Ian Campbell Ross
- Hermsprong; or Man as He Is Not by Robert Bage, edited by Pamela Perkins
Broadview, 387 pp, £8.99, March 2002, ISBN 1 55111 279 5
In the summer of 1797, William Godwin set out on a tour of the Midlands. He had hoped to visit, among others, Erasmus Darwin, but finding the naturalist away from home, Godwin asked Darwin’s wife for a letter of introduction to Robert Bage instead. To his surprise, Mary Darwin said she could not properly provide one since, though Bage was her husband’s ‘very particular friend’, she wasn’t sure she had ever set eyes on him. Undeterred, Godwin determined to introduce himself to ‘the author of Hermsprong’. Travelling on to Elford, he found the paper-mill Bage had worked for almost four decades, only to be told that he’d moved to Tamworth five years previously. As the mill’s owner Bage returned to Elford three times a week, however, and Godwin was assured that if he continued towards Tamworth he would meet him on the road. At last encountering the 69-year-old author, walking book in hand, Godwin got down from his chaise and accompanied him on foot to his house, which he noted to be ‘like that of a common farmer in every respect’. Almost thirty years his junior, Godwin found Bage to be a man who had ‘thought much’ yet remained ‘uncommonly cheerful and placid, simple in his manners, and youthful in all his carriage’. It was, Godwin wrote to Mary Wollstonecraft, a ‘delightful’ day.
Robert Bage can still appear elusive. Hermsprong; or Man as He Is Not (1796) is the last of his six novels and the only one currently in print. Born near Derby in 1728, Bage was in his mid-fifties when he published his first novel, Mount Henneth, in 1782. The son of a paper-maker, he had acquired his own mill shortly after he married at the age of 23. Initially he worked it alone, then with his close friend William Hutton, the future historian of Birmingham. In 1765, Bage expanded his activities, investing in ironworks as part of a consortium that included Erasmus Darwin. When the ironworks failed in 1779, at a personal loss of £1500, ‘the result filled him with melancholy thoughts; and, to dissipate them, he formed the project of a novel, which he endeavoured to fill with gay and cheerful ideas.’
Mount Henneth enjoyed modest critical success and further novels followed: Barham Downs (1784), The Fair Syrian (1787), James Wallace (1788), Man as He Is (1792) and finally Hermsprong. Bage told Godwin that he believed ‘he should not have written novels, but for want of books to assist him in any other literary undertaking.’ Not that the reluctant novelist was uneducated. In his youth, he had been a good Latin scholar; later he taught himself French and Italian; when mathematics engaged his interest, he travelled once a week to Birmingham to study with a teacher there.
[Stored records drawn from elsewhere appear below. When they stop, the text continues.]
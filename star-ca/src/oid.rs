//! Object identifiers the authority reads and writes, as arc lists.

use x509_parser::der_parser::oid::Oid;

/// pkcs-9-at-extensionRequest in [RFC 2985](https://www.rfc-editor.org/rfc/rfc2985#appendix-A)
pub const PKCS_9_AT_EXTENSION_REQUEST: &[u64] = &[1, 2, 840, 113549, 1, 9, 14];

/// id-at-commonName in [RFC 5280](https://www.rfc-editor.org/rfc/rfc5280#appendix-A)
pub const COMMON_NAME: &[u64] = &[2, 5, 4, 3];
/// id-at-serialNumber in [RFC 5280](https://www.rfc-editor.org/rfc/rfc5280#appendix-A)
pub const SERIAL_NUMBER: &[u64] = &[2, 5, 4, 5];

/// id-ecPublicKey in [RFC 5480](https://datatracker.ietf.org/doc/html/rfc5480#appendix-A)
pub const EC_PUBLIC_KEY: &[u64] = &[1, 2, 840, 10045, 2, 1];
/// secp256r1 in [RFC 5480](https://datatracker.ietf.org/doc/html/rfc5480#appendix-A)
pub const EC_SECP_256_R1: &[u64] = &[1, 2, 840, 10045, 3, 1, 7];
/// secp384r1 in [RFC 5480](https://datatracker.ietf.org/doc/html/rfc5480#appendix-A)
pub const EC_SECP_384_R1: &[u64] = &[1, 3, 132, 0, 34];
/// rsaEncryption in [RFC 4055](https://www.rfc-editor.org/rfc/rfc4055#section-6)
pub const RSA_ENCRYPTION: &[u64] = &[1, 2, 840, 113549, 1, 1, 1];

/// sha256WithRSAEncryption in [RFC 4055](https://www.rfc-editor.org/rfc/rfc4055#section-5)
pub const SHA256_WITH_RSA: &[u64] = &[1, 2, 840, 113549, 1, 1, 11];
/// sha384WithRSAEncryption in [RFC 4055](https://www.rfc-editor.org/rfc/rfc4055#section-5)
pub const SHA384_WITH_RSA: &[u64] = &[1, 2, 840, 113549, 1, 1, 12];
/// sha512WithRSAEncryption in [RFC 4055](https://www.rfc-editor.org/rfc/rfc4055#section-5)
pub const SHA512_WITH_RSA: &[u64] = &[1, 2, 840, 113549, 1, 1, 13];
/// ecdsa-with-SHA256 in [RFC 5758](https://www.rfc-editor.org/rfc/rfc5758#section-3.2)
pub const ECDSA_WITH_SHA256: &[u64] = &[1, 2, 840, 10045, 4, 3, 2];
/// ecdsa-with-SHA384 in [RFC 5758](https://www.rfc-editor.org/rfc/rfc5758#section-3.2)
pub const ECDSA_WITH_SHA384: &[u64] = &[1, 2, 840, 10045, 4, 3, 3];
/// ecdsa-with-SHA512 in [RFC 5758](https://www.rfc-editor.org/rfc/rfc5758#section-3.2)
pub const ECDSA_WITH_SHA512: &[u64] = &[1, 2, 840, 10045, 4, 3, 4];

/// id-pe-authorityInfoAccess in [RFC 5280](https://www.rfc-editor.org/rfc/rfc5280#appendix-A)
pub const AUTHORITY_INFO_ACCESS: &[u64] = &[1, 3, 6, 1, 5, 5, 7, 1, 1];
/// id-ce-authorityKeyIdentifier in [RFC 5280](https://www.rfc-editor.org/rfc/rfc5280#appendix-A)
pub const AUTHORITY_KEY_IDENTIFIER: &[u64] = &[2, 5, 29, 35];
/// id-ce-basicConstraints in [RFC 5280](https://tools.ietf.org/html/rfc5280#appendix-A.2)
pub const BASIC_CONSTRAINTS: &[u64] = &[2, 5, 29, 19];
/// id-ce-certificatePolicies in [RFC 5280](https://www.rfc-editor.org/rfc/rfc5280#appendix-A)
pub const CERTIFICATE_POLICIES: &[u64] = &[2, 5, 29, 32];
/// id-ce-cRLDistributionPoints in [RFC 5280](https://www.rfc-editor.org/rfc/rfc5280#appendix-A)
pub const CRL_DISTRIBUTION_POINTS: &[u64] = &[2, 5, 29, 31];
/// id-ce-extKeyUsage in [RFC 5280](https://www.rfc-editor.org/rfc/rfc5280#appendix-A)
pub const EXT_KEY_USAGE: &[u64] = &[2, 5, 29, 37];
/// id-ce-keyUsage in [RFC 5280](https://tools.ietf.org/html/rfc5280#appendix-A.2)
pub const KEY_USAGE: &[u64] = &[2, 5, 29, 15];
/// id-ce-subjectAltName in [RFC 5280](https://tools.ietf.org/html/rfc5280#appendix-A.2)
pub const SUBJECT_ALT_NAME: &[u64] = &[2, 5, 29, 17];
/// id-ce-subjectKeyIdentifier in [RFC 5280](https://www.rfc-editor.org/rfc/rfc5280#appendix-A)
pub const SUBJECT_KEY_IDENTIFIER: &[u64] = &[2, 5, 29, 14];
/// id-pe-tlsfeature in [RFC 7633](https://www.rfc-editor.org/rfc/rfc7633#section-6)
pub const TLS_FEATURE: &[u64] = &[1, 3, 6, 1, 5, 5, 7, 1, 24];

/// id-kp-serverAuth in [RFC 5280](https://www.rfc-editor.org/rfc/rfc5280#section-4.2.1.12)
pub const KP_SERVER_AUTH: &[u64] = &[1, 3, 6, 1, 5, 5, 7, 3, 1];
/// id-kp-clientAuth in [RFC 5280](https://www.rfc-editor.org/rfc/rfc5280#section-4.2.1.12)
pub const KP_CLIENT_AUTH: &[u64] = &[1, 3, 6, 1, 5, 5, 7, 3, 2];
/// id-kp-OCSPSigning in [RFC 5280](https://www.rfc-editor.org/rfc/rfc5280#section-4.2.1.12)
pub const KP_OCSP_SIGNING: &[u64] = &[1, 3, 6, 1, 5, 5, 7, 3, 9];

/// id-pkix-ocsp-basic in [RFC 6960](https://www.rfc-editor.org/rfc/rfc6960#section-4.2.1)
pub const OCSP_BASIC: &[u64] = &[1, 3, 6, 1, 5, 5, 7, 48, 1, 1];
/// id-sha1 in [RFC 3279](https://www.rfc-editor.org/rfc/rfc3279#section-2.1)
pub const SHA1: &[u64] = &[1, 3, 14, 3, 2, 26];

/// Compares a parsed object identifier against one of the arc lists above.
pub fn matches(oid: &Oid<'_>, expected: &[u64]) -> bool {
	oid.iter()
		.map_or(false, |arcs| arcs.eq(expected.iter().copied()))
}

/// Collects the arcs of a parsed object identifier, if they all fit in a `u64`.
pub fn arcs(oid: &Oid<'_>) -> Option<Vec<u64>> {
	oid.iter().map(|arcs| arcs.collect())
}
Bage brought to novel-writing a well-stocked mind and wide-ranging curiosity. The novel – that ‘new species of writing’ – had already lost much of what uncertain reputation it had once enjoyed and those qualities were much needed. By 1782, the masters of the mid-century were all dead: Fielding in 1754, Richardson in 1761, Sterne in 1768 and Smollett in 1771. Among his contemporaries, only Frances Burney was at the height of her powers. Neither Ann Radcliffe, whose Gothic romances would soon enjoy immense popularity, nor the younger radical novelists such as Godwin, Wollstonecraft and Holcroft – with whom Bage is most commonly linked – had yet begun to publish. In these circumstances, Bage’s fiction stood out, as can be gauged by contemporary reviews (a small selection is appended to this edition).